Wednesday, April 8, 2009

Running Puppet on big scale

This is a rehash of my comment in slashdot discussion and my comment on Alexey Kovrygin's blog post.

We run Puppet on hundreds of servers in two datacenters and it was pain to get it working right. There are many issues which show up here and there: memory leaks in both client (puppetd) and server (puppetmaster), periodic lock ups and even file corruption. Besides it is quite slow. These problems are being slowly fixed with each new release but right now using Puppet for big installations is a source of constant problems. Unfortunately you do not notice these problems until you get many servers to manage; on smaller installations it seems to work without problems or at least they happen much less often to be noticable. In our case number of servers we managed increased slowly so we felt into the trap and now rely on Puppet too much and now it is too late to change. At the end we have managed to work around of most of issues in the Puppet we have met so combined with monitoring to catch problems it works good enough for us. On the other hand if I were to start from scratch I would evaluate something different for the project. Perhaps I would use Cfengine. It is not as flexible and nice as puppet but probably is more stable simply because it is much more old. I talked to people who used Cfengine on much bigger scale (thousands of servers) and they did not recall stability problems with it. In the long run Puppet will be probably ok too as it is being developed actively but right now I'd consider it to be in “beta” state. Or maybe even in "alpha".

For anyone interested in how to get Puppet work for real work load this is what we do:

  • We run Puppet under Apache+Mongrel. By default it runs using WEBrick what breaks easily under any moderate load. So we use Apache+Mongrel instead of it. Another benefit of using Apache is that you can run multiple backends. This helps if you have multi-core server for puppetmaster as by itself it can use only one core. Alternatively you can use Nginx+Mongrel or another other web server with proxying capabilities + Mongrel.

  • Because Puppet is slow we load balance it across two boxes in each datacenter.

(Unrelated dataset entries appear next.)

use std::collections::HashMap;

use crate::canonical::CanonicalUrl;

#[derive(Debug, Clone, PartialEq, Eq)]
pub struct PageRecord {
    pub url: CanonicalUrl,
    /// `None` until the page's fetch completed
    pub text: Option<String>,
}

impl PageRecord {
    pub fn new(url: CanonicalUrl) -> Self {
        Self { url, text: None }
    }

    pub fn domain(&self) -> &str {
        &self.url.domain
    }

    pub fn depth(&self) -> usize {
        self.url.depth
    }

    pub fn is_fetched(&self) -> bool {
        self.text.is_some()
    }
}

/// Every url seen during a crawl, keyed by canonical domain.
#[derive(Debug, Default)]
pub struct Registry {
    pages: HashMap<String, PageRecord>,
}

impl Registry {
    pub fn new() -> Self {
        Self::default()
    }

    pub fn len(&self) -> usize {
        self.pages.len()
    }

    pub fn is_empty(&self) -> bool {
        self.pages.is_empty()
    }

    pub fn contains(&self, domain: &str) -> bool {
        self.pages.contains_key(domain)
    }

    pub fn get(&self, domain: &str) -> Option<&PageRecord> {
        self.pages.get(domain)
    }

    /// Records `url` unless its domain is already known.
    pub fn insert(&mut self, url: CanonicalUrl) -> bool {
        if self.pages.contains_key(&url.domain) {
            return false;
        }
        self.pages.insert(url.domain.clone(), PageRecord::new(url));
        true
    }

    pub fn remove(&mut self, domain: &str) -> Option<PageRecord> {
        self.pages.remove(domain)
    }

    pub fn set_text(&mut self, domain: &str, text: String) -> bool {
        match self.pages.get_mut(domain) {
            Some(page) => {
                page.text = Some(text);
                true
            }
            None => false,
        }
    }

    pub fn lower_depth(&mut self, url: &CanonicalUrl) -> bool {
        match self.pages.get_mut(&url.domain) {
            Some(page) if page.url.depth > url.depth => {
                page.url.depth = url.depth;
                true
            }
            _ => false,
        }
    }

    /// Fetched pages, shallowest first then by domain.
    pub fn into_fetched(self) -> Vec<PageRecord> {
        let mut pages: Vec<_> = self
            .pages
            .into_values()
            .filter(PageRecord::is_fetched)
            .collect();
        pages.sort_by(|a, b| {
            a.depth()
                .cmp(&b.depth())
                .then_with(|| a.domain().cmp(b.domain()))
        });
        pages
    }
}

  • We restart backends from time to time because they leak memory. We have a cron job to do this every 15 minutes (yes, it is that bad).

  • Puppetmaster has a cache which we saw to get corrupted sometimes. Our "fix" is to delete it before each restart. This might be fixed in later version: I've seen some closed bug reports which loooked relevant but we still have this cache clean up just in case.

  • We do not run puppet client as daemon. We run it as a cron job. Puppet client when run as daemon leaks memory and gets stuck from time to time. In our cron job we add random sleep before starting client to make sure requests do not hit server at the same time and overload it.

  • We never serve big files over puppet using its fileserver. Puppet does a number of stupid things with big files like say reading them into memory first before serving it to puppet client. If you need to distribute big files use other means (HTTP, FTP, NFS, etc).